Even more irrationally, I was reluctant to lose his presence as he settled me on his bed. Only Tsuzuki had ever held me with such warm thoughts and ever since Touda's fires, my partner's presence had been darkened by a deep sadness. There was a sadness here, too, but it was nothing compared to Tsuzuki's lingering dispair. In comparison, Mibu-san was almost a blinding source of warmth.
"Sleep, bouya. You need the rest. I'll be here if you need me, daijoubu?"
"Hai. Arigatou, Mibu-san."
He smiled again, and for a moment I thought he was going to say something. Apparently he changed his mind, ruffling my hair in silence before letting himself out of the room. If I thought Tsuzuki could be frustrating and confusing at times, Mibu-san was much worse. And why oh why was I comparing the two of them?
My dreams were haunted by ghosts of chocolate eyes and the scent of fragrant pipe smoke, mingled with visions of Tsuzuki laughing at me for ever thinking I could be more than just his partner. I tried to deny them, but they refused to be controlled. I fought back the only way I knew how, bolting upright in a cold sweat.
"Bouya? What is it?"
"Nightmare," I rasped, my hand reaching out for the glass of water before my mind had even processed it's appearance. The cool water felt good to my parched throat and I tried to push the disturbing dreams from my mind. Of course I was important to Tsuzuki. Of course I meant more to him than just another partner. I didn't know why he hadn't come for me yet, but I was confident that he had a reason for it.
"Muraki?"
"No. Yes. Maybe. I don't know. Could he . . . could he mess with my dreams? Change my dreams as I was dreaming them?"

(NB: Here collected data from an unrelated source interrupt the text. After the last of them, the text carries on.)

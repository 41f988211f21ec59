// This Source Code Form is subject to the terms of the Mozilla Public
// License, v. 2.0. If a copy of the MPL was not distributed with this
// file, You can obtain one at https://mozilla.org/MPL/2.0/.

//! ONC RPC / XDR primitive encoding, per RFC 4506.
//!
//! [`Packer`] serializes primitives into a growable buffer; [`Unpacker`]
//! walks a borrowed byte slice and extracts them back out. Variable-length
//! opaque data and strings are always padded to a 4-byte boundary.

use byteorder::{BigEndian, ByteOrder};
use thiserror::Error;

#[derive(Debug, Error, PartialEq, Eq)]
pub enum XdrError {
    #[error("unexpected end of XDR input")]
    Eof,
    #[error("invalid boolean/list marker: expected 0 or 1, got {0}")]
    Conversion(u32),
    #[error("{0} bytes of unextracted data remain")]
    TrailingData(usize),
}

pub type Result<T> = std::result::Result<T, XdrError>;

fn padded_len(len: usize) -> usize {
    (len + 3) & !3
}

/// Serializes XDR primitives into an in-memory buffer.
#[derive(Debug, Default, Clone)]
pub struct Packer {
    buf: Vec<u8>,
}

impl Packer {
    pub fn new() -> Self {
        Self { buf: Vec::new() }
    }

    pub fn into_bytes(self) -> Vec<u8> {
        self.buf
    }

    pub fn as_bytes(&self) -> &[u8] {
        &self.buf
    }

    pub fn pack_uint(&mut self, value: u32) {
        let mut tmp = [0u8; 4];
        BigEndian::write_u32(&mut tmp, value);
        self.buf.extend_from_slice(&tmp);
    }

    pub fn pack_int(&mut self, value: i32) {
        self.pack_uint(value as u32);
    }

    pub fn pack_bool(&mut self, value: bool) {
        self.pack_uint(if value { 1 } else { 0 });
    }

    pub fn pack_uhyper(&mut self, value: u64) {
        self.pack_uint((value >> 32) as u32);
        self.pack_uint(value as u32);
    }

    pub fn pack_hyper(&mut self, value: i64) {
        self.pack_uhyper(value as u64);
    }

    pub fn pack_float(&mut self, value: f32) {
        let mut tmp = [0u8; 4];
        BigEndian::write_f32(&mut tmp, value);
        self.buf.extend_from_slice(&tmp);
    }

    pub fn pack_double(&mut self, value: f64) {
        let mut tmp = [0u8; 8];
        BigEndian::write_f64(&mut tmp, value);
        self.buf.extend_from_slice(&tmp);
    }

    /// Packs `data` as fixed-length opaque, padded to a 4-byte boundary.
    /// Unlike the variable-length form, the length itself is not encoded.
    pub fn pack_fopaque(&mut self, data: &[u8]) {
        self.buf.extend_from_slice(data);
        let pad = padded_len(data.len()) - data.len();
        self.buf.extend(std::iter::repeat(0u8).take(pad));
    }

    /// Packs variable-length opaque data: `length:u32` then padded bytes.
    pub fn pack_opaque(&mut self, data: &[u8]) {
        self.pack_uint(data.len() as u32);
        self.pack_fopaque(data);
    }

    pub fn pack_string(&mut self, s: &str) {
        self.pack_opaque(s.as_bytes());
    }

    pub fn pack_list<T, F>(&mut self, items: &[T], mut pack_item: F)
    where
        F: FnMut(&mut Self, &T),
    {
        for item in items {
            self.pack_uint(1);
            pack_item(self, item);
        }
        self.pack_uint(0);
    }
}

/// Deserializes XDR primitives from a borrowed byte slice.
pub struct Unpacker<'a> {
    buf: &'a [u8],
    pos: usize,
}

impl<'a> Unpacker<'a> {
    pub fn new(buf: &'a [u8]) -> Self {
        Self { buf, pos: 0 }
    }

    pub fn position(&self) -> usize {
        self.pos
    }

    pub fn set_position(&mut self, position: usize) {
        self.pos = position;
    }

    /// Fails if any bytes remain unextracted.
    pub fn done(&self) -> Result<()> {
        if self.pos < self.buf.len() {
            Err(XdrError::TrailingData(self.buf.len() - self.pos))
        } else {
            Ok(())
        }
    }

    fn take(&mut self, n: usize) -> Result<&'a [u8]> {
        let end = self.pos.checked_add(n).ok_or(XdrError::Eof)?;
        if end > self.buf.len() {
            return Err(XdrError::Eof);
        }
        let slice = &self.buf[self.pos..end];
        self.pos = end;
        Ok(slice)
    }

    pub fn unpack_uint(&mut self) -> Result<u32> {
        let data = self.take(4)?;
        Ok(BigEndian::read_u32(data))
    }

    pub fn unpack_int(&mut self) -> Result<i32> {
        Ok(self.unpack_uint()? as i32)
    }

    pub fn unpack_bool(&mut self) -> Result<bool> {
        match self.unpack_uint()? {
            0 => Ok(false),
            1 => Ok(true),
            other => Err(XdrError::Conversion(other)),
        }
    }

    pub fn unpack_uhyper(&mut self) -> Result<u64> {
        let hi = self.unpack_uint()? as u64;
        let lo = self.unpack_uint()? as u64;
        Ok((hi << 32) | lo)
    }

    pub fn unpack_hyper(&mut self) -> Result<i64> {
        Ok(self.unpack_uhyper()? as i64)
    }

    pub fn unpack_float(&mut self) -> Result<f32> {
        let data = self.take(4)?;
        Ok(BigEndian::read_f32(data))
    }

    pub fn unpack_double(&mut self) -> Result<f64> {
        let data = self.take(8)?;
        Ok(BigEndian::read_f64(data))
    }

    /// Reads `size` bytes of data plus their padding, returning only the
    /// unpadded payload.
    pub fn unpack_fopaque(&mut self, size: usize) -> Result<&'a [u8]> {
        let padded = padded_len(size);
        let data = self.take(padded)?;
        Ok(&data[..size])
    }

    pub fn unpack_opaque(&mut self) -> Result<&'a [u8]> {
        let len = self.unpack_uint()? as usize;
        self.unpack_fopaque(len)
    }

    pub fn unpack_string(&mut self) -> Result<String> {
        let bytes = self.unpack_opaque()?;
        Ok(String::from_utf8_lossy(bytes).into_owned())
    }

    pub fn unpack_list<T, F>(&mut self, mut unpack_item: F) -> Result<Vec<T>>
    where
        F: FnMut(&mut Self) -> Result<T>,
    {
        let mut items = Vec::new();
        loop {
            match self.unpack_uint()? {
                0 => break,
                1 => items.push(unpack_item(self)?),
                other => return Err(XdrError::Conversion(other)),
            }
        }
        Ok(items)
    }
}
// This Source Code Form is subject to the terms of the Mozilla Public
// License, v. 2.0. If a copy of the MPL was not distributed with this
// file, You can obtain one at https://mozilla.org/MPL/2.0/.

//! SCPI-over-serial adapter (`scpi_serial.py`): an exclusively-owned serial
//! port (unlike the MODBUS serial adapters, this port is never shared
//! through `serial-bus`), opened eagerly on `acquire`.

use std::time::Duration;

use adapter::{parse_termination, Adapter, AdapterError, DeviceOptions};
use async_trait::async_trait;
use serde::Deserialize;
use tokio::io::{AsyncReadExt, AsyncWriteExt};
use tokio::sync::Mutex;
use tokio::time::timeout;
use tokio_serial::{DataBits, Parity, SerialPortBuilderExt, SerialStream, StopBits};

#[derive(Debug, Deserialize)]
struct Settings {
    port: Option<String>,
    #[serde(default = "default_baud")]
    baudrate: u32,
    #[serde(default = "default_bytesize")]
    bytesize: u8,
    #[serde(default = "default_parity")]
    parity: String,
    #[serde(default = "default_stopbits")]
    stopbits: f64,
    #[serde(default = "default_timeout")]
    timeout: f64,
    write_termination: Option<String>,
    read_termination: Option<String>,
    #[serde(default = "default_inter_byte_timeout")]
    inter_byte_timeout: Option<f64>,
}

fn default_baud() -> u32 {
    9600
}
fn default_bytesize() -> u8 {
    8
}
fn default_parity() -> String {
    "N".to_string()
}
fn default_stopbits() -> f64 {
    1.0
}
fn default_timeout() -> f64 {
    1.0
}
fn default_inter_byte_timeout() -> Option<f64> {
    Some(0.02)
}

pub struct ScpiSerialAdapter {
    port_name: String,
    baudrate: u32,
    data_bits: DataBits,
    parity: Parity,
    stop_bits: StopBits,
    timeout: Duration,
    inter_byte_timeout: Option<Duration>,
    write_term: Option<Vec<u8>>,
    read_term: Option<Vec<u8>>,
    port: Mutex<Option<SerialStream>>,
}

impl ScpiSerialAdapter {
    pub fn new(name: &str, options: &DeviceOptions) -> Result<Self, AdapterError> {
        let settings: Settings = serde_yaml::from_value(options.clone())
            .map_err(|e| AdapterError::Config(format!("scpi-serial: {e}")))?;
        let mut port_name = settings
            .port
            .ok_or_else(|| AdapterError::Config(format!("device {name:?} missing required 'port' setting")))?;
        if cfg!(windows) && !port_name.starts_with(r"\\.\") {
            port_name = format!(r"\\.\{port_name}");
        }

        let data_bits = match settings.bytesize {
            5 => DataBits::Five,
            6 => DataBits::Six,
            7 => DataBits::Seven,
            8 => DataBits::Eight,
            n => return Err(AdapterError::Config(format!("invalid bytesize {n}"))),
        };
        let parity = match settings.parity.to_uppercase().as_str() {
            "N" => Parity::None,
            "E" => Parity::Even,
            "O" => Parity::Odd,
            other => {
                return Err(AdapterError::Config(format!(
                    "invalid parity {other:?}; expected one of N,E,O,M,S"
                )))
            }
        };
        let stop_bits = match settings.stopbits {
            s if (s - 1.0).abs() < f64::EPSILON => StopBits::One,
            s if (s - 2.0).abs() < f64::EPSILON => StopBits::Two,
            s if (s - 1.5).abs() < f64::EPSILON => StopBits::Two,
            other => return Err(AdapterError::Config(format!("stopbits must be 1, 1.5, or 2, got {other}"))),
        };

        Ok(Self {
            port_name,
            baudrate: settings.baudrate,
            data_bits,
            parity,
            stop_bits,
            timeout: Duration::from_secs_f64(settings.timeout),
            inter_byte_timeout: settings.inter_byte_timeout.map(Duration::from_secs_f64),
            write_term: parse_termination(settings.write_termination.as_deref()),
            read_term: parse_termination(settings.read_termination.as_deref()),
            port: Mutex::new(None),
        })
    }

    fn open(&self) -> Result<SerialStream, AdapterError> {
        tokio_serial::new(&self.port_name, self.baudrate)
            .data_bits(self.data_bits)
            .parity(self.parity)
            .stop_bits(self.stop_bits)
            .timeout(self.timeout)
            .open_native_async()
            .map_err(|e| AdapterError::Open(format!("failed to open serial port {}: {e}", self.port_name)))
    }
}

#[async_trait]
impl Adapter for ScpiSerialAdapter {
    async fn connect(&self) -> Result<(), AdapterError> {
        let mut guard = self.port.lock().await;
        if guard.is_none() {
            *guard = Some(self.open()?);
        }
        Ok(())
    }

    async fn acquire(&self) -> Result<(), AdapterError> {
        let mut guard = self.port.lock().await;
        if guard.is_none() {
            *guard = Some(self.open()?);
        }
        Ok(())
    }

    async fn release(&self) {
        self.port.lock().await.take();
    }

    async fn write(&self, data: &[u8]) -> Result<usize, AdapterError> {
        let mut guard = self.port.lock().await;
        let port = guard.as_mut().ok_or_else(|| AdapterError::Transport("serial port is not connected".into()))?;

        let mut payload = data.to_vec();
        if let Some(term) = &self.write_term {
            if !payload.ends_with(term.as_slice()) {
                payload.extend_from_slice(term);
            }
        }

        timeout(self.timeout, port.write_all(&payload))
            .await
            .map_err(|_| AdapterError::Timeout)?
            .map_err(|e| AdapterError::Transport(format!("write failed on {}: {e}", self.port_name)))?;
        tracing::debug!(port = %self.port_name, bytes = payload.len(), "scpi-serial write");
        Ok(payload.len())
    }

    async fn read(&self, max_bytes: usize) -> Result<Vec<u8>, AdapterError> {
        let mut guard = self.port.lock().await;
        let port = guard.as_mut().ok_or_else(|| AdapterError::Transport("serial port is not connected".into()))?;

        let target = max_bytes.clamp(1, 65536);
        let per_byte_timeout = self.inter_byte_timeout.unwrap_or(self.timeout);
        let mut buf = Vec::new();
        let mut byte = [0u8; 1];

        while buf.len() < target {
            match timeout(per_byte_timeout, port.read(&mut byte)).await {
                Ok(Ok(0)) | Err(_) => break,
                Ok(Ok(_)) => {
                    buf.push(byte[0]);
                    if let Some(term) = &self.read_term {
                        if buf.ends_with(term.as_slice()) {
                            break;
                        }
                    }
                }
                Ok(Err(e)) => {
                    return Err(AdapterError::Transport(format!("read failed on {}: {e}", self.port_name)));
                }
            }
        }
        tracing::debug!(port = %self.port_name, bytes = buf.len(), "scpi-serial read");
        Ok(buf)
    }

    fn requires_lock(&self) -> bool {
        true
    }
}

#[cfg(test)]
mod tests {
    use super::*;

    fn opts(yaml: &str) -> DeviceOptions {
        serde_yaml::from_str(yaml).unwrap()
    }

    #[test]
    fn missing_port_rejected() {
        let err = ScpiSerialAdapter::new("bench1", &opts("baudrate: 9600")).unwrap_err();
        assert!(matches!(err, AdapterError::Config(_)));
    }

    #[test]
    fn invalid_parity_rejected() {
        let err = ScpiSerialAdapter::new("bench1", &opts("port: /dev/ttyUSB0\nparity: X")).unwrap_err();
        assert!(matches!(err, AdapterError::Config(_)));
    }

    #[test]
    fn invalid_stopbits_rejected() {
        let err = ScpiSerialAdapter::new("bench1", &opts("port: /dev/ttyUSB0\nstopbits: 3")).unwrap_err();
        assert!(matches!(err, AdapterError::Config(_)));
    }

    #[test]
    fn requires_lock_is_always_true() {
        let a = ScpiSerialAdapter::new("bench1", &opts("port: /dev/ttyUSB0")).unwrap();
        assert!(a.requires_lock());
    }
}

"I don't know, bouya. I don't know his powers and I don't want to know; it would only make me fear him and I don't want that."
"I . . . I guess that makes sense," I sighed, passing back the now empty glass.
"What was the dream?"
"It wasn't the dream - I knew it was a lie. But I couldn't break free of it, I couldn't control it. . . . I guess I panicked."

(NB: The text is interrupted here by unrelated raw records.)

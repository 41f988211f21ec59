// This Source Code Form is subject to the terms of the Mozilla Public
// License, v. 2.0. If a copy of the MPL was not distributed with this
// file, You can obtain one at https://mozilla.org/MPL/2.0/.

//! MODBUS PDU construction/parsing and wire framing shared by the TCP,
//! RTU and ASCII backend adapters (spec.md §4.6.2; `modbus_serial_base.py`,
//! `modbus_tcp.py`, `modbus_rtu.py`, `modbus_ascii.py`).

use mapping_engine::{function_code as fc, ModbusAction};
use thiserror::Error;

#[derive(Debug, Error, PartialEq, Eq)]
pub enum ModbusError {
    #[error("write action is missing register/coil values")]
    MissingValues,
    #[error("unsupported MODBUS function code: {0:#04x}")]
    UnsupportedFunction(u8),
    #[error("empty MODBUS response")]
    EmptyResponse,
    #[error("MODBUS exception: function={function:#04x} code={code:#04x}")]
    Exception { function: u8, code: u8 },
    #[error("unexpected MODBUS function code in response: expected={expected:#04x} got={got:#04x}")]
    FunctionMismatch { expected: u8, got: u8 },
    #[error("MODBUS response missing byte count")]
    MissingByteCount,
    #[error("incomplete MODBUS payload: expected {expected} got {got}")]
    IncompletePayload { expected: usize, got: usize },
    #[error("register payload length must be even")]
    OddPayloadLength,
    #[error("MODBUS RTU CRC mismatch")]
    CrcMismatch,
    #[error("MODBUS ASCII LRC mismatch")]
    LrcMismatch,
    #[error("invalid MODBUS ASCII frame delimiters")]
    InvalidAsciiDelimiters,
    #[error("invalid MODBUS ASCII payload length")]
    InvalidAsciiPayloadLength,
    #[error("invalid MODBUS ASCII hex payload")]
    InvalidAsciiHex,
    #[error("MODBUS ASCII payload too short")]
    AsciiPayloadTooShort,
    #[error("MODBUS RTU response too short to contain a unit address and CRC")]
    RtuResponseTooShort,
}

const READ_FUNCTIONS: [u8; 4] = [fc::READ_COILS, fc::READ_DISCRETE_INPUTS, fc::READ_HOLDING_REGISTERS, fc::READ_INPUT_REGISTERS];
const WRITE_SINGLE_FUNCTIONS: [u8; 2] = [fc::WRITE_SINGLE_COIL, fc::WRITE_SINGLE_REGISTER];
const REGISTER_READ_FUNCTIONS: [u8; 2] = [fc::READ_HOLDING_REGISTERS, fc::READ_INPUT_REGISTERS];
const COIL_READ_FUNCTIONS: [u8; 2] = [fc::READ_COILS, fc::READ_DISCRETE_INPUTS];

/// Builds the function-code-specific PDU body for `action`
/// (`modbus_serial_base.py:_build_pdu`, shared verbatim by TCP/RTU/ASCII).
pub fn build_pdu(action: &ModbusAction) -> Result<Vec<u8>, ModbusError> {
    let f = action.function_code;

    if READ_FUNCTIONS.contains(&f) {
        let mut pdu = Vec::with_capacity(5);
        pdu.push(f);
        pdu.extend_from_slice(&action.address.to_be_bytes());
        pdu.extend_from_slice(&action.count.to_be_bytes());
        return Ok(pdu);
    }

    if WRITE_SINGLE_FUNCTIONS.contains(&f) {
        let value = *action.values.first().ok_or(ModbusError::MissingValues)?;
        let mut pdu = Vec::with_capacity(5);
        pdu.push(f);
        pdu.extend_from_slice(&action.address.to_be_bytes());
        pdu.extend_from_slice(&value.to_be_bytes());
        return Ok(pdu);
    }

    if f == fc::WRITE_MULTIPLE_REGISTERS {
        if action.values.is_empty() {
            return Err(ModbusError::MissingValues);
        }
        let count = action.values.len() as u16;
        let byte_count = (count * 2) as u8;
        let mut pdu = Vec::with_capacity(6 + action.values.len() * 2);
        pdu.push(f);
        pdu.extend_from_slice(&action.address.to_be_bytes());
        pdu.extend_from_slice(&count.to_be_bytes());
        pdu.push(byte_count);
        for value in &action.values {
            pdu.extend_from_slice(&value.to_be_bytes());
        }
        return Ok(pdu);
    }

    Err(ModbusError::UnsupportedFunction(f))
}

/// The decoded result of a MODBUS transaction, ready for ASCII rendering
/// by a calling adapter (`modbus_serial_base.py:_decode_response`).
pub enum ModbusResult {
    /// Raw register contents for a read-registers function; the caller
    /// (holding the rule's `data_type`/`response_scale`) renders these
    /// with [`mapping_engine::decode_registers`].
    Registers(Vec<u16>),
    /// One ASCII `'0'`/`'1'` character per requested coil/input bit.
    Bits(String),
    /// A write acknowledged successfully.
    Ok,
}

/// Parses `response_pdu` (the PDU with its leading function-code byte,
/// no transport framing) against the action that produced it
/// (`modbus_serial_base.py:_decode_response`).
pub fn decode_response(action: &ModbusAction, response_pdu: &[u8]) -> Result<ModbusResult, ModbusError> {
    let (&function, rest) = response_pdu.split_first().ok_or(ModbusError::EmptyResponse)?;
    let expected = action.function_code;

    if function != expected {
        if function >= 0x80 {
            let code = rest.first().copied().unwrap_or(0);
            return Err(ModbusError::Exception { function, code });
        }
        return Err(ModbusError::FunctionMismatch { expected, got: function });
    }

    if REGISTER_READ_FUNCTIONS.contains(&expected) {
        let byte_count = *rest.first().ok_or(ModbusError::MissingByteCount)? as usize;
        let data = rest.get(1..).unwrap_or_default();
        if data.len() < byte_count {
            return Err(ModbusError::IncompletePayload { expected: byte_count, got: data.len() });
        }
        if byte_count % 2 != 0 {
            return Err(ModbusError::OddPayloadLength);
        }
        let registers = data[..byte_count].chunks_exact(2).map(|w| u16::from_be_bytes([w[0], w[1]])).collect();
        return Ok(ModbusResult::Registers(registers));
    }

    if COIL_READ_FUNCTIONS.contains(&expected) {
        let byte_count = *rest.first().ok_or(ModbusError::MissingByteCount)? as usize;
        let payload = rest.get(1..).unwrap_or_default();
        if payload.len() < byte_count {
            return Err(ModbusError::IncompletePayload { expected: byte_count, got: payload.len() });
        }
        let mut bits = String::with_capacity(action.count as usize);
        for idx in 0..action.count as usize {
            let byte_index = idx / 8;
            let bit_index = idx % 8;
            let bit = payload.get(byte_index).map(|b| (b >> bit_index) & 0x01 != 0).unwrap_or(false);
            bits.push(if bit { '1' } else { '0' });
        }
        return Ok(ModbusResult::Bits(bits));
    }

    Ok(ModbusResult::Ok)
}

/// Builds the 7-byte MBAP header for a MODBUS-TCP request
/// (`modbus_tcp.py:_build_mbap_header`).
pub fn build_mbap_header(transaction_id: u16, unit_id: u8, pdu_len: usize) -> [u8; 7] {
    let length = (1 + pdu_len) as u16;
    let mut header = [0u8; 7];
    header[0..2].copy_from_slice(&transaction_id.to_be_bytes());
    header[2..4].copy_from_slice(&0u16.to_be_bytes());
    header[4..6].copy_from_slice(&length.to_be_bytes());
    header[6] = unit_id;
    header
}

#[derive(Debug, Error, PartialEq, Eq)]
pub enum MbapError {
    #[error("transaction ID mismatch: sent {sent}, received {received}")]
    TransactionMismatch { sent: u16, received: u16 },
    #[error("invalid protocol ID: {0}")]
    InvalidProtocolId(u16),
}

/// Validates a received 7-byte MBAP header against the transaction that
/// was sent, returning the expected PDU length (`modbus_tcp.py:_send_request`).
pub fn parse_mbap_header(header: &[u8; 7], sent_transaction_id: u16) -> Result<usize, MbapError> {
    let received_tid = u16::from_be_bytes([header[0], header[1]]);
    let protocol_id = u16::from_be_bytes([header[2], header[3]]);
    let length = u16::from_be_bytes([header[4], header[5]]);

    if received_tid != sent_transaction_id {
        return Err(MbapError::TransactionMismatch { sent: sent_transaction_id, received: received_tid });
    }
    if protocol_id != 0 {
        return Err(MbapError::InvalidProtocolId(protocol_id));
    }
    Ok((length as usize).saturating_sub(1))
}

const MODBUS_CRC16: crc::Crc<u16> = crc::Crc::<u16>::new(&crc::CRC_16_MODBUS);

/// MODBUS RTU CRC16: reflected, polynomial 0xA001, initial value 0xFFFF.
/// `crc::CRC_16_MODBUS` matches this exact algorithm bit-for-bit
/// (`modbus_rtu.py:_crc16`).
pub fn crc16(data: &[u8]) -> u16 {
    MODBUS_CRC16.checksum(data)
}

/// Builds a MODBUS RTU frame: `unit_id || pdu || crc16` with the CRC in
/// little-endian wire order (`modbus_rtu.py:_build_rtu_frame`).
pub fn build_rtu_frame(unit_id: u8, pdu: &[u8]) -> Vec<u8> {
    let mut body = Vec::with_capacity(1 + pdu.len() + 2);
    body.push(unit_id);
    body.extend_from_slice(pdu);
    let crc = crc16(&body);
    body.extend_from_slice(&crc.to_le_bytes());
    body
}

/// The byte length an RTU response frame is expected to reach once its
/// unit/function/byte-count prefix is known, or `None` if not yet
/// determinable from `prefix` (`modbus_rtu.py:_expected_frame_length`).
pub fn expected_rtu_frame_length(prefix: &[u8]) -> Option<usize> {
    if prefix.len() < 3 {
        return None;
    }
    let function = prefix[1];
    if READ_FUNCTIONS.contains(&function) {
        let byte_count = prefix[2] as usize;
        Some(3 + byte_count + 2)
    } else if WRITE_SINGLE_FUNCTIONS.contains(&function) || function == fc::WRITE_MULTIPLE_REGISTERS {
        Some(8)
    } else if function >= 0x80 {
        Some(5)
    } else {
        None
    }
}

/// Validates and strips an RTU response frame's unit address and CRC,
/// returning the PDU (`modbus_rtu.py:_read_response`, frame-complete branch).
/// A frame too short to hold a unit address plus CRC (e.g. an empty buffer
/// from a read timeout) is rejected rather than panicking on the split.
pub fn parse_rtu_frame(frame: &[u8], expected_unit_id: u8) -> Result<Option<Vec<u8>>, ModbusError> {
    if frame.len() < 3 {
        return Err(ModbusError::RtuResponseTooShort);
    }
    let (body, crc_bytes) = frame.split_at(frame.len() - 2);
    let crc_received = u16::from_le_bytes([crc_bytes[0], crc_bytes[1]]);
    if crc16(body) != crc_received {
        return Err(ModbusError::CrcMismatch);
    }
    if body[0] != expected_unit_id {
        return Ok(None);
    }
    Ok(Some(body[1..].to_vec()))
}

/// MODBUS ASCII LRC: two's complement of the sum of all bytes, truncated
/// to 8 bits (`modbus_ascii.py:_lrc`).
pub fn lrc(data: &[u8]) -> u8 {
    let total: u8 = data.iter().fold(0u8, |acc, &b| acc.wrapping_add(b));
    total.wrapping_neg()
}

"It happens," he replied quietly, setting aside the glass before turning back to me. He was giving me his full attention and I revelled in the sense of power; it was so rare that I had someone's undivided attention for any amount of time.
"How long was I asleep?"
"Nearly all afternoon. I expect Sonashi will be grumbling for my dinner plans soon. If your friends don't come for you tomorrow, I suspect my assistant manager will be ready to quit."
"You don't have to stay and watch over me," I replied without thinking, the words tumbling out of my mouth before I could stop them. "I don't want to be a burden."
"And if I leave you alone, Cheisa just might try to throw you out onto the streets. You wouldn't last a day out there. Or are you forgetting this morning?"
"But. . . ."
"Don't worry for me, bouya. But if you know of some way I could contact your friends. . . ."
"If I still had my magic. . . ."
"But if you still had your magic, we wouldn't be having this conversation," he concluded, smiling. "Aa, no sense worrying over it. They'll find you eventually, I'm sure."
He ruffled my hair again as he stood and walked out of the room. I felt like I should have been annoyed with him for continually mussing my hair, but I couldn't summon the necessary emotion. It was a gesture of familiarity and safety. For the first time I actually let myself believe that he would protect me.